The docs do a good job of explaining more complex workflows, but the simple approach I use is as follows:
Add a submodule to a repository
Let’s say you want to add typesieve
as a submodule to an existing Git repo – do so by entering the following command from within the repo:
$ git submodule add https://github.com/alknemeyer/typesieve
You can add it under a different name (let’s say sievetype
) in a different folder:
$ git submodule add https://github.com/alknemeyer/typesieve my-folder/sievetype
This adds an entry like the one below to a .gitmodules
file in the parent repository:
[submodule "typesieve"]
path = my-folder/sievetype
url = https://github.com/alknemeyer/typesieve
git status
will tell you something like,
alex@scruffy ~/P/blog (main)> git status
On branch main
Your branch is up to date with 'origin/main'.
Changes to be committed:
(use "git restore --staged <file>..." to unstage)
modified: .gitmodules
new file: typesieve
Staging and committing typesieve
it will cause it to be tracked in the parent project’s Git history, as if it were a single file. More on this in a moment!
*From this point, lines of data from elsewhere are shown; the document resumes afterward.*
//! Reusable OpenAPI response types for consistent API documentation.

use super::{StandardError, ValidationError};
#[allow(unused_imports)]
use serde_json::json;
use utoipa::ToResponse;

#[derive(ToResponse)]
#[response(
    description = "Internal Server Error",
    content_type = "application/json",
    example = json!({
        "timestamp": "2025-01-14T10:21:07.311Z",
        "path": "/users",
        "status": 500,
        "error": "Internal Server Error",
        "message": "An unexpected error occurred"
    })
)]
pub struct InternalServerErrorResponse(pub StandardError);

#[derive(ToResponse)]
#[response(
    description = "Bad Request - Field validation failed",
    content_type = "application/json",
    example = json!({
        "timestamp": "2025-01-14T10:21:07.311Z",
        "path": "/users",
        "status": 400,
        "error": "Validation error",
        "message": "Error on validation attributes",
        "errors": [
            { "fieldName": "name", "message": "must be between 3 and 50 characters" }
        ]
    })
)]
pub struct BadRequestValidationResponse(pub ValidationError);

#[derive(ToResponse)]
#[response(
    description = "Bad Request - Duplicate key",
    content_type = "application/json",
    example = json!({
        "timestamp": "2025-01-14T10:21:07.311Z",
        "path": "/users",
        "status": 400,
        "error": "Bad Request",
        "message": "E-mail already registered"
    })
)]
pub struct BadRequestResponse(pub StandardError);

#[derive(ToResponse)]
#[response(
    description = "Resource not found",
    content_type = "application/json",
    example = json!({
        "timestamp": "2025-01-14T10:21:07.311Z",
        "path": "/users/123",
        "status": 404,
        "error": "Not Found",
        "message": "Object not found. Id: 123, Type: User"
    })
)]
pub struct NotFoundResponse(pub StandardError);
#[cfg(feature = "config")]
use core_config::{ConfigError, FromEnv, env_parse_or};

/// MongoDB connection settings
///
/// # Example
///
/// ```ignore
/// use database::mongodb::MongoConfig;
///
/// let config = MongoConfig::with_database("mongodb://localhost:27017", "users")
///     .with_app_name("users-api");
/// ```
#[derive(Clone, Debug)]
pub struct MongoConfig {
    /// Connection string: mongodb://[username:password@]host[:port][/database][?options]
    pub url: String,

    /// Database name to use
    pub database: String,

    /// Application name reported in server logs
    pub app_name: Option<String>,

    /// Maximum number of connections in the pool
    pub max_pool_size: u32,

    /// Minimum number of connections in the pool
    pub min_pool_size: u32,

    /// Connection timeout in seconds
    pub connect_timeout_secs: u64,

    /// Server selection timeout in seconds
    pub server_selection_timeout_secs: u64,
}

impl MongoConfig {
    pub fn new(url: impl Into<String>) -> Self {
        Self {
            url: url.into(),
            ..Self::default()
        }
    }

    pub fn with_database(url: impl Into<String>, database: impl Into<String>) -> Self {
        Self {
            url: url.into(),
            database: database.into(),
            ..Self::default()
        }
    }

    pub fn with_app_name(mut self, app_name: impl Into<String>) -> Self {
        self.app_name = Some(app_name.into());
        self
    }

    pub fn url(&self) -> &str {
        &self.url
    }

    pub fn database(&self) -> &str {
        &self.database
    }

    /// Connection string with any credentials masked, for logging.
    pub fn redacted_url(&self) -> String {
        match (self.url.find("://"), self.url.rfind('@')) {
            (Some(scheme_end), Some(at)) if at > scheme_end => {
                format!("{}://***@{}", &self.url[..scheme_end], &self.url[at + 1..])
            }
            _ => self.url.clone(),
        }
    }
}

impl Default for MongoConfig {
    fn default() -> Self {
        Self {
            url: "mongodb://localhost:27017".to_string(),
            database: "users".to_string(),
            app_name: None,
            max_pool_size: 100,
            min_pool_size: 5,
            connect_timeout_secs: 10,
            server_selection_timeout_secs: 30,
        }
    }
}

/// Environment variables:
/// - `MONGODB_URL` or `MONGO_URL` (required)
/// - `MONGODB_DATABASE` or `MONGO_DATABASE` (required)
/// - `MONGODB_APP_NAME` (optional)
/// - `MONGODB_MAX_POOL_SIZE` (default: 100)
/// - `MONGODB_MIN_POOL_SIZE` (default: 5)
/// - `MONGODB_CONNECT_TIMEOUT_SECS` (default: 10)
/// - `MONGODB_SERVER_SELECTION_TIMEOUT_SECS` (default: 30)
#[cfg(feature = "config")]
impl FromEnv for MongoConfig {
    fn from_env() -> Result<Self, ConfigError> {
        let url = std::env::var("MONGODB_URL")
            .or_else(|_| std::env::var("MONGO_URL"))
            .map_err(|_| ConfigError::MissingEnvVar("MONGODB_URL or MONGO_URL".to_string()))?;

        let database = std::env::var("MONGODB_DATABASE")
            .or_else(|_| std::env::var("MONGO_DATABASE"))
            .map_err(|_| {
                ConfigError::MissingEnvVar("MONGODB_DATABASE or MONGO_DATABASE".to_string())
            })?;

        let defaults = Self::default();

        Ok(Self {
            url,
            database,
            app_name: std::env::var("MONGODB_APP_NAME").ok(),
            max_pool_size: env_parse_or("MONGODB_MAX_POOL_SIZE", defaults.max_pool_size)?,
            min_pool_size: env_parse_or("MONGODB_MIN_POOL_SIZE", defaults.min_pool_size)?,
            connect_timeout_secs: env_parse_or(
                "MONGODB_CONNECT_TIMEOUT_SECS",
                defaults.connect_timeout_secs,
            )?,
            server_selection_timeout_secs: env_parse_or(
                "MONGODB_SERVER_SELECTION_TIMEOUT_SECS",
                defaults.server_selection_timeout_secs,
            )?,
        })
    }
}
Download submodules to disk
By default, git clone
won’t actually download submodules – do so by using the --recurse-submodules
flag:
$ git clone --recurse-submodules https://github.com/alknemeyer/myproject
If the project is already cloned, download the submodules using,
$ git submodule init
$ git submodule update
Managing changes
Let’s say that two repositories (A
and B
) have typesieve
as a submodule. While working on project A
you make a change to typesieve
. The change is committed and pushed using a normal Git workflow (ie, by running Git commands from the typesieve/
directory). You’ll need to stage and commit the new version of the submodule to project A
’s Git history
Since the parent project only “sees” the submodule as if it were a single file, a diff
will indicate that a different commit is being used:
alex@scruffy ~/P/blog (main)> git diff typesieve/
diff --git a/typesieve b/typesieve
index 15845cf..c289736 160000
--- a/typesieve
+++ b/typesieve
@@ -1 +1 @@
-Subproject commit 15845cff62182149a1600b066b1f9754b7c1d920
+Subproject commit c28973600691c0f2ce16fe1bfc316c013731cc7f
Now, in project B
, typesieve
was changed on the remote repository. You’re not sure whether you want to update your local copy. As answered here, you can diff
against the remote:
$ git diff origin/main
and if you want to accept the remote changes, enter
$ git merge origin/main
A summary of some commands to see changes before pulling from a remote Git repository is here
Managing changes in VS Code
It’s worth mentioning that VS Code handles Git Submodules quite well. Let’s look at the workflow for my blog, which has hugo-PaperMod as a submodule for the theme. I navigate to the Git tab and see this:
Okay, we’re 38 commits behind! I can look scroll through the changes if I’m feeling cautious/curious:
alex@scruffy ~/P/b/t/hugo-PaperMod (master)> git diff origin/master
diff --git a/assets/css/search.css b/assets/css/search.css
index 275cbe1..d788cd2 100644
--- a/assets/css/search.css
+++ b/assets/css/search.css
@@ -1,4 +1,4 @@
-#searchbox input {
+.searchbox input {
padding: 4px 10px;
Looks fine. Pull the changes by clicking the circular arrow, so that they arrive on disk. Next up, we stage and commit the new version to the parent project (my blog), adding a message like “update hugo-PaperMod version”
Recognizing submodules on GitHub
On GitHub, submodules show up as follows:
Clicking the link takes you to the submodule’s repository, with the tree corresponding to the shown hash
Removing a submodule
Uh oh, you goofed and want to clean your mess. Remove using
git rm typesieve
This de-initializes the submodule and removes its entry from .gitmodules
, but intentionally leaves behind .git/modules/typesieve
so that you can undo the change using, for example, git reset --hard
as mentioned by this Stack Overflow user. Delete using,
rm -rf .git/modules/typesieve/
You’ll also need to delete the relevant section in .git/config
. There’s official-looking documentation on it here. This thread on Stack Overflow also has more information. Removing submodules seems to be a strangely messy/manual affair!